Morgan Antony, Ziglio Erio
Karolinska Institute, Stockholm, Sweden.
Promot Educ. 2007;Suppl 2:17-22. doi: 10.1177/10253823070140020701x.
Historically, approaches to the promotion of population health have been based on a deficit model. That is, they tend to focus on identifying the problems and needs of populations that require professional resources and high levels of dependence on hospital and welfare services. These deficit models are important and necessary to identify levels of needs and priorities. But they need to be complemented by some other perspectives as they have some drawbacks. Deficit models tend to define communities and individuals in negative terms, disregarding what is positive and works well in particular populations. In contrast 'assets' models tend to accentuate positive capability to identify problems and activate solutions. They focus on promoting salutogenic resources that promote the self esteem and coping abilities of individuals and communities, eventually leading to less dependency on professional services. Much of the evidence available to policy makers to inform decisions about the most effective approaches to promoting health and to tackling health inequities is based on a deficit model and this may disproportionately lead to policies and practices which disempower the populations and communities who are supposed to benefit from them. An assets approach to health and development embraces a 'salutogenic' notion of health creation and in doing so encourages the full participation of local communities in the health development process. The asset model presented here aims to revitalise how policy makers, researchers and practitioners think and act to promote a more resourceful approach to tackling health inequities. The model outlines a systematic approach to asset based public health which can provide scientific evidence and best practice on how to maximise the stock of key assets necessary for promoting health. Redressing the balance between the assets and deficit models for evidence based public health could help us to unlock some of the existing barriers to effective action on health inequities. This re-balancing would help in better understanding the factors that influence health and what can be done about them. It would promote a positive and inclusive approach to action.

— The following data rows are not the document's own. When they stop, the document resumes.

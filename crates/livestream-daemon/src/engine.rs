/// Playback engine abstraction.
///
/// The core never talks to a player directly: it asks a `PlaybackEngine` for
/// a fresh `EngineInstance` per session and drives it through
/// open → play → stop → release. `release` consumes the instance, so a handle
/// can only ever be released once.
use async_trait::async_trait;
use tracing::debug;

#[async_trait]
pub trait PlaybackEngine: Send + Sync {
    /// `Err(reason)` when the engine cannot be loaded at all (binary missing).
    fn check_available(&self) -> Result<(), String>;

    async fn create_instance(&self) -> anyhow::Result<Box<dyn EngineInstance>>;
}

#[async_trait]
pub trait EngineInstance: Send {
    async fn open_media(&mut self, url: &str) -> anyhow::Result<()>;
    async fn play(&mut self) -> anyhow::Result<()>;
    async fn stop(&mut self) -> anyhow::Result<()>;
    async fn release(self: Box<Self>) -> anyhow::Result<()>;
}

/// Bring up one session: instance, media, play. On failure the partially
/// built instance is released before the error is returned.
pub async fn start_session(
    engine: &dyn PlaybackEngine,
    url: &str,
) -> anyhow::Result<Box<dyn EngineInstance>> {
    let mut instance = engine.create_instance().await?;
    let started = async {
        instance.open_media(url).await?;
        instance.play().await
    }
    .await;

    match started {
        Ok(()) => Ok(instance),
        Err(e) => {
            teardown(instance).await;
            Err(e)
        }
    }
}

/// Stop and release, swallowing engine errors.
pub async fn teardown(mut instance: Box<dyn EngineInstance>) {
    if let Err(e) = instance.stop().await {
        debug!("engine: stop during teardown failed: {:#}", e);
    }
    if let Err(e) = instance.release().await {
        debug!("engine: release failed: {:#}", e);
    }
}
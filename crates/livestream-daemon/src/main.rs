mod batch;
mod core;
mod engine;
mod http;
mod mpv;
mod playback;
mod probe;
#[cfg(test)]
mod testutil;

use std::sync::Arc;

use livestream_proto::config::Config;
use livestream_proto::protocol::Event;
use livestream_proto::state::StateManager;
use tokio::sync::broadcast;
use tracing::{error, info, warn};
use tracing_subscriber::layer::SubscriberExt;
use tracing_subscriber::util::SubscriberInitExt;

use crate::engine::PlaybackEngine;

/// Forwards WARN and ERROR log lines to the event sink as `Event::Log`.
struct BroadcastLayer {
    sender: broadcast::Sender<Event>,
}

impl<S> tracing_subscriber::Layer<S> for BroadcastLayer
where
    S: tracing::Subscriber,
{
    fn on_event(&self, event: &tracing::Event<'_>, _ctx: tracing_subscriber::layer::Context<'_, S>) {
        let level = event.metadata().level();
        if !matches!(*level, tracing::Level::WARN | tracing::Level::ERROR) {
            return;
        }

        let mut message = format!("{} [{}] ", chrono::Local::now().format("%H:%M:%S"), level);
        event.record(&mut MessageVisitor(&mut message));

        // Nobody listening is fine.
        let _ = self.sender.send(Event::Log { message });
    }
}

struct MessageVisitor<'a>(&'a mut String);

impl tracing::field::Visit for MessageVisitor<'_> {
    fn record_debug(&mut self, field: &tracing::field::Field, value: &dyn std::fmt::Debug) {
        if field.name() == "message" {
            self.0.push_str(&format!("{:?}", value));
        } else {
            self.0.push_str(&format!(" {}={:?}", field.name(), value));
        }
    }
}

#[tokio::main]
async fn main() -> anyhow::Result<()> {
    let config = Config::load()?;

    // The event sink exists before logging so warnings reach clients too.
    let (events_tx, _) = broadcast::channel::<Event>(256);

    let log_path = config.daemon.log_file.clone();
    if let Some(parent) = log_path.parent() {
        std::fs::create_dir_all(parent)?;
    }
    let log_file = std::fs::OpenOptions::new()
        .create(true)
        .append(true)
        .open(&log_path)?;

    tracing_subscriber::registry()
        .with(
            tracing_subscriber::fmt::layer()
                .with_writer(log_file)
                .with_ansi(false),
        )
        .with(BroadcastLayer {
            sender: events_tx.clone(),
        })
        .with(
            tracing_subscriber::EnvFilter::try_from_default_env()
                .unwrap_or_else(|_| tracing_subscriber::EnvFilter::new("info,livestream_daemon=debug")),
        )
        .init();

    info!("Log file: {:?}", log_path);
    info!("Config loaded from: {:?}", Config::config_path());

    let engine = mpv::MpvEngine::new(&config.player);
    if let Err(reason) = engine.check_available() {
        warn!("Playback disabled until mpv is installed: {}", reason);
    }

    let state_manager = Arc::new(StateManager::new(config.daemon.state_file.clone()));
    let (core, core_task) = core::spawn(
        &config.check,
        Arc::new(engine),
        state_manager,
        events_tx,
    )?;

    if config.http.enabled {
        let _http_handle = http::start_server(
            config.http.bind_address.clone(),
            config.http.port,
            core.clone(),
        );
    }

    info!("Daemon initialised, running event loop");

    tokio::spawn(async move {
        match tokio::signal::ctrl_c().await {
            Ok(()) => {
                info!("Ctrl-C received, shutting down");
                core.shutdown().await;
            }
            Err(e) => error!("Failed to listen for Ctrl-C: {}", e),
        }
    });

    core_task.await??;
    info!("Daemon exited cleanly");
    Ok(())
}
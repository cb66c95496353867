use serde::{Deserialize, Serialize};
use std::path::PathBuf;
use std::time::Duration;

use super::platform;

#[derive(Debug, Clone, Default, Serialize, Deserialize)]
pub struct Config {
    #[serde(default)]
    pub daemon: DaemonConfig,
    #[serde(default)]
    pub http: HttpConfig,
    #[serde(default)]
    pub check: CheckConfig,
    #[serde(default)]
    pub player: PlayerConfig,
}

#[derive(Debug, Clone, Serialize, Deserialize)]
pub struct DaemonConfig {
    /// Session settings (last opened file).
    #[serde(default = "default_state_file")]
    pub state_file: PathBuf,
    #[serde(default = "default_log_file")]
    pub log_file: PathBuf,
}

#[derive(Debug, Clone, Serialize, Deserialize)]
pub struct HttpConfig {
    #[serde(default = "default_http_enabled")]
    pub enabled: bool,
    #[serde(default = "default_bind_address")]
    pub bind_address: String,
    #[serde(default = "default_port")]
    pub port: u16,
}

/// Health probe tuning.
#[derive(Debug, Clone, Serialize, Deserialize)]
pub struct CheckConfig {
    #[serde(default = "default_connect_timeout_ms")]
    pub connect_timeout_ms: u64,
    /// Budget for the response headers and, separately, for the first body
    /// chunk.
    #[serde(default = "default_read_timeout_ms")]
    pub read_timeout_ms: u64,
    /// Probes in flight during a batch run. 1 checks strictly in order.
    #[serde(default = "default_concurrency")]
    pub concurrency: usize,
}

#[derive(Debug, Clone, Serialize, Deserialize)]
pub struct PlayerConfig {
    /// Explicit mpv binary; searched beside the executable and on PATH when unset.
    #[serde(default)]
    pub mpv_binary: Option<PathBuf>,
    #[serde(default = "default_volume")]
    pub volume: f32,
}

impl CheckConfig {
    pub fn connect_timeout(&self) -> Duration {
        Duration::from_millis(self.connect_timeout_ms)
    }

    pub fn read_timeout(&self) -> Duration {
        Duration::from_millis(self.read_timeout_ms)
    }
}

impl Default for DaemonConfig {
    fn default() -> Self {
        Self {
            state_file: default_state_file(),
            log_file: default_log_file(),
        }
    }
}

impl Default for HttpConfig {
    fn default() -> Self {
        Self {
            enabled: default_http_enabled(),
            bind_address: default_bind_address(),
            port: default_port(),
        }
    }
}

impl Default for CheckConfig {
    fn default() -> Self {
        Self {
            connect_timeout_ms: default_connect_timeout_ms(),
            read_timeout_ms: default_read_timeout_ms(),
            concurrency: default_concurrency(),
        }
    }
}

impl Default for PlayerConfig {
    fn default() -> Self {
        Self {
            mpv_binary: None,
            volume: default_volume(),
        }
    }
}

fn default_state_file() -> PathBuf {
    platform::data_dir().join("state.json")
}

fn default_log_file() -> PathBuf {
    platform::data_dir().join("daemon.log")
}

fn default_http_enabled() -> bool {
    true
}

fn default_bind_address() -> String {
    "127.0.0.1".to_string()
}

fn default_port() -> u16 {
    8991
}

fn default_connect_timeout_ms() -> u64 {
    5000
}

fn default_read_timeout_ms() -> u64 {
    5000
}

fn default_concurrency() -> usize {
    4
}

fn default_volume() -> f32 {
    0.5
}

impl Config {
    pub fn load() -> anyhow::Result<Self> {
        let config_path = Self::config_path();

        if !config_path.exists() {
            let config = Self::default();
            config.save()?;
            return Ok(config);
        }

        let content = std::fs::read_to_string(&config_path)?;
        Self::from_toml_str(&content)
    }

    pub fn from_toml_str(content: &str) -> anyhow::Result<Self> {
        Ok(toml::from_str(content)?)
    }

    pub fn save(&self) -> anyhow::Result<()> {
        let config_path = Self::config_path();
        if let Some(parent) = config_path.parent() {
            std::fs::create_dir_all(parent)?;
        }
        let content = toml::to_string_pretty(self)?;
        std::fs::write(&config_path, content)?;
        Ok(())
    }

    pub fn config_path() -> PathBuf {
        platform::config_dir().join("config.toml")
    }
}
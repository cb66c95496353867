//! Single-URL reachability check.
//!
//! A stream is alive when the server answers `200 OK` *and* delivers at least
//! one body byte within the read timeout. The second stage catches servers
//! that accept the connection and send headers but never any audio.

use std::time::Duration;

use reqwest::{Client, StatusCode};
use tokio::time::timeout;
use tracing::debug;

use livestream_proto::config::CheckConfig;

#[derive(Debug, Clone, PartialEq, Eq)]
pub enum ProbeOutcome {
    Alive { first_chunk: usize },
    BadStatus(u16),
    EmptyBody,
    Timeout,
    Error(String),
}

impl ProbeOutcome {
    pub fn is_alive(&self) -> bool {
        matches!(self, ProbeOutcome::Alive { .. })
    }
}

pub struct HealthProbe {
    client: Client,
    connect_timeout: Duration,
    read_timeout: Duration,
}

impl HealthProbe {
    pub fn new(config: &CheckConfig) -> anyhow::Result<Self> {
        let client = Client::builder()
            .connect_timeout(config.connect_timeout())
            .redirect(reqwest::redirect::Policy::limited(10))
            .user_agent(concat!("livestream/", env!("CARGO_PKG_VERSION")))
            .build()?;
        Ok(Self {
            client,
            connect_timeout: config.connect_timeout(),
            read_timeout: config.read_timeout(),
        })
    }

    pub async fn probe(&self, url: &str) -> bool {
        self.check(url).await.is_alive()
    }

    pub async fn check(&self, url: &str) -> ProbeOutcome {
        let outcome = self.check_inner(url).await;
        match &outcome {
            ProbeOutcome::Alive { first_chunk } => {
                debug!("probe: {} alive, first chunk {} bytes", url, first_chunk)
            }
            other => debug!("probe: {} failed: {:?}", url, other),
        }
        outcome
    }

    async fn check_inner(&self, url: &str) -> ProbeOutcome {
        // Connecting is bounded by the client; the headers get their own
        // read budget on top.
        let header_budget = self.connect_timeout + self.read_timeout;
        let mut resp = match timeout(header_budget, self.client.get(url).send()).await {
            Err(_) => return ProbeOutcome::Timeout,
            Ok(Err(e)) => return classify(e),
            Ok(Ok(r)) => r,
        };

        if resp.status() != StatusCode::OK {
            return ProbeOutcome::BadStatus(resp.status().as_u16());
        }

        let first_chunk = timeout(self.read_timeout, async {
            loop {
                match resp.chunk().await {
                    Ok(Some(bytes)) if bytes.is_empty() => continue,
                    Ok(Some(bytes)) => return Ok(Some(bytes.len())),
                    Ok(None) => return Ok(None),
                    Err(e) => return Err(e),
                }
            }
        })
        .await;

        match first_chunk {
            Err(_) => ProbeOutcome::Timeout,
            Ok(Ok(Some(n))) => ProbeOutcome::Alive { first_chunk: n },
            Ok(Ok(None)) => ProbeOutcome::EmptyBody,
            Ok(Err(e)) => classify(e),
        }
    }
}

fn classify(e: reqwest::Error) -> ProbeOutcome {
    if e.is_timeout() {
        ProbeOutcome::Timeout
    } else {
        ProbeOutcome::Error(e.to_string())
    }
}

从历史上看,促进人群健康的方法一直基于一种缺陷模型。也就是说,它们往往侧重于识别需要专业资源以及高度依赖医院和福利服务的人群的问题和需求。这些缺陷模型对于确定需求水平和优先事项很重要且必要。但由于存在一些缺点,它们需要辅以其他一些观点。缺陷模型往往以负面的方式定义社区和个人,而忽视了特定人群中积极且行之有效的方面。相比之下,“资产”模型倾向于强调识别问题和激活解决方案的积极能力。它们专注于促进有助于提升个人和社区自尊及应对能力的健康促进资源,最终减少对专业服务的依赖。政策制定者在做出关于促进健康和解决健康不平等问题的最有效方法的决策时所依据的许多证据都基于缺陷模型,这可能会不成比例地导致一些政策和做法削弱那些本应从中受益的人群和社区的权能。一种基于资产的健康与发展方法包含了一种关于健康创造的“健康促进”理念,这样做鼓励当地社区充分参与健康发展过程。这里提出的资产模型旨在重振政策制定者、研究人员和从业者思考及行动的方式,以推动采取更具资源性的方法来解决健康不平等问题。该模型概述了一种基于资产的公共卫生系统方法,可为如何最大化促进健康所需的关键资产存量提供科学证据和最佳实践。纠正基于证据的公共卫生中资产模型与缺陷模型之间的平衡,有助于我们消除一些阻碍有效应对健康不平等问题的现有障碍。这种重新平衡将有助于更好地理解影响健康的因素以及针对这些因素可以采取的措施。它将促进一种积极且包容的行动方式。